# Regularization in Machine Learning


Regularization is a key concept in machine learning used to prevent overfitting by introducing additional information or constraints to a model. 
This notebook explores different regularization methods and their implementation in **Vanilla Python** and **PyTorch**.
    
Topics Covered:
1. L2 Regularization (Ridge)
2. Dropout
3. Weight Decay
4. Batch Normalization

In [3]:
import math
import numpy as np
import torch
from pathlib import Path
import pickle
import gzip

import torch
from torch.utils.data import DataLoader
import torch.nn as nn
import torch.optim as optim

In [4]:
MNIST_URL='https://github.com/mnielsen/neural-networks-and-deep-learning/blob/master/data/mnist.pkl.gz?raw=true'
path_data = Path('data')
path_data.mkdir(exist_ok=True)
path_gz = path_data/'mnist.pkl.gz'

In [5]:
from urllib.request import urlretrieve
if not path_gz.exists(): urlretrieve(MNIST_URL, path_gz)

In [6]:
def load_data():
    with gzip.open(path_gz, 'rb') as f:
        ((x_train, y_train), (x_valid, y_valid), _) = pickle.load(f, encoding='latin-1')
        
    x_train, y_train, x_valid, y_valid = map(lambda x: torch.from_numpy(x).float(),
                                             (x_train, y_train, x_valid, y_valid))
    
    return (x_train, y_train, x_valid, y_valid)

In [7]:
x_train, y_train, x_valid, y_valid = load_data()

In [8]:
x_train.shape

torch.Size([50000, 784])

# No Regularization

In [27]:
class Network(nn.Module):
    
    def __init__(self):
        super().__init__()
        self.model = nn.Sequential(
        nn.Linear(784, 128),
        nn.ReLU(),
        nn.Linear(128, 64),
        nn.ReLU(),
        nn.Linear(64, 10),
        nn.ReLU()
        )
        
    def forward(self, x):
        return self.model(x)

In [28]:
def train(model, x, y, criterion, optimizer, epochs=500):
    
    for epoch in range(epochs):
        preds = model(x)
        loss = criterion(preds, y.long())
        optimizer.zero_grad()
        loss.backward()
        optimizer.step()
        
        if epoch == 1: print(loss)
        if epoch % 100 == 0: print(loss)

In [29]:
def calc_acc(model, x, y):
    
    model.eval() 
    correct = 0
    total = 0

    with torch.no_grad(): 

        outputs = model(x)
        _, predicted = torch.max(outputs, 1)
        total += y.size(0)
        correct += (predicted == y).sum().item() 
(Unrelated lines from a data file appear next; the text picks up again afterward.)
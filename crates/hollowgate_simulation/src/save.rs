//! Save contract
//!
//! Snapshot'ы — plain data (serde), отвязанные от рантайм-структур.
//! Для state machine сохраняется только идентификатор текущего
//! состояния: restore выставляет ЗАПРОС, вход произойдёт обычным
//! протоколом на следующем logic tick'е (enter-хуки не дёргаются
//! в вакууме без контекста). Exit-delay через save не переживает.

use serde::{Deserialize, Serialize};

use crate::actor::{ActorStateMachine, StateId};
use crate::components::Health;

/// Компонент умеющий сворачиваться в save-данные и разворачиваться
/// обратно. Restore обязан быть идемпотентным.
pub trait Savable {
    type SaveData;

    fn capture(&self) -> Self::SaveData;
    fn restore(&mut self, data: &Self::SaveData);
}

#[derive(Debug, Clone, PartialEq, Serialize, Deserialize)]
pub struct HealthSaveData {
    pub current: f32,
    pub max: f32,
    pub dead: bool,
}

impl Savable for Health {
    type SaveData = HealthSaveData;

    fn capture(&self) -> HealthSaveData {
        HealthSaveData {
            current: self.current(),
            max: self.max(),
            dead: self.is_dead(),
        }
    }

    fn restore(&mut self, data: &HealthSaveData) {
        self.restore(data.current, data.max, data.dead);
    }
}

#[derive(Debug, Clone, PartialEq, Serialize, Deserialize)]
pub struct StateMachineSaveData {
    /// Индекс текущего состояния; None — машина ещё не стартовала
    pub current: Option<usize>,
}

impl Savable for ActorStateMachine {
    type SaveData = StateMachineSaveData;

    fn capture(&self) -> StateMachineSaveData {
        StateMachineSaveData {
            current: self.current().map(|id| id.0),
        }
    }

    fn restore(&mut self, data: &StateMachineSaveData) {
        let Some(index) = data.current else {
            return;
        };
        if index >= self.state_count() {
            // Save от другой конфигурации актора: не паникуем на load
            crate::log_warning(&format!(
                "Saved state index {} out of range ({} states), keeping initial",
                index,
                self.state_count()
            ));
            return;
        }
        self.set_state(StateId(index));
    }
}

/// Snapshot одного актора
#[derive(Debug, Clone, PartialEq, Serialize, Deserialize)]
pub struct ActorSaveData {
    pub health: HealthSaveData,
    pub state_machine: StateMachineSaveData,
}

pub fn capture_actor(health: &Health, machine: &ActorStateMachine) -> ActorSaveData {
    ActorSaveData {
        health: health.capture(),
        state_machine: machine.capture(),
    }
}

pub fn restore_actor(health: &mut Health, machine: &mut ActorStateMachine, data: &ActorSaveData) {
    Savable::restore(health, &data.health);
    machine.restore(&data.state_machine);
}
    accuracy = (correct / total) * 100
    return accuracy

In [30]:
model = Network()
criterion = nn.CrossEntropyLoss()
optimizer = optim.Adam(model.parameters(), lr=0.01)

In [31]:
x_train, y_train, x_valid, y_valid = load_data()
small_x_train = x_train[:10000]
small_y_train = y_train[:10000]

In [32]:
%time train(model, x_train, y_train, criterion, optimizer)

tensor(2.3022, grad_fn=<NllLossBackward0>)
tensor(2.2453, grad_fn=<NllLossBackward0>)
tensor(0.2836, grad_fn=<NllLossBackward0>)
tensor(0.2490, grad_fn=<NllLossBackward0>)
tensor(0.2457, grad_fn=<NllLossBackward0>)
tensor(0.2451, grad_fn=<NllLossBackward0>)
CPU times: user 51.2 s, sys: 2min 9s, total: 3min
Wall time: 19.1 s


In [33]:
calc_acc(model, x_valid, y_valid)

86.72999999999999

Adding lambda * vector norm ^2 to the loss

In [183]:
lambda_reg = 0.001
loss = 0

In [184]:
l2_loss = sum(torch.norm(param) ** 2 for param in model.parameters())
total_loss = loss + lambda_reg * l2_loss

In [176]:
t = torch.tensor([3.,4.])

In [177]:
torch.norm(t)

tensor(5.)

In [180]:
math.sqrt(3**2 + 4**2)

5.0

PyTorch implements l2 through weight decay

# Weight Decay

In [167]:
model = Network()
criterion = nn.CrossEntropyLoss()
optimizer = optim.Adam(model.parameters(), lr=0.01, weight_decay=1e-15)

In [168]:
x_train, y_train, x_valid, y_valid = load_data()

In [169]:
%time train(model, x_train, y_train, criterion, optimizer)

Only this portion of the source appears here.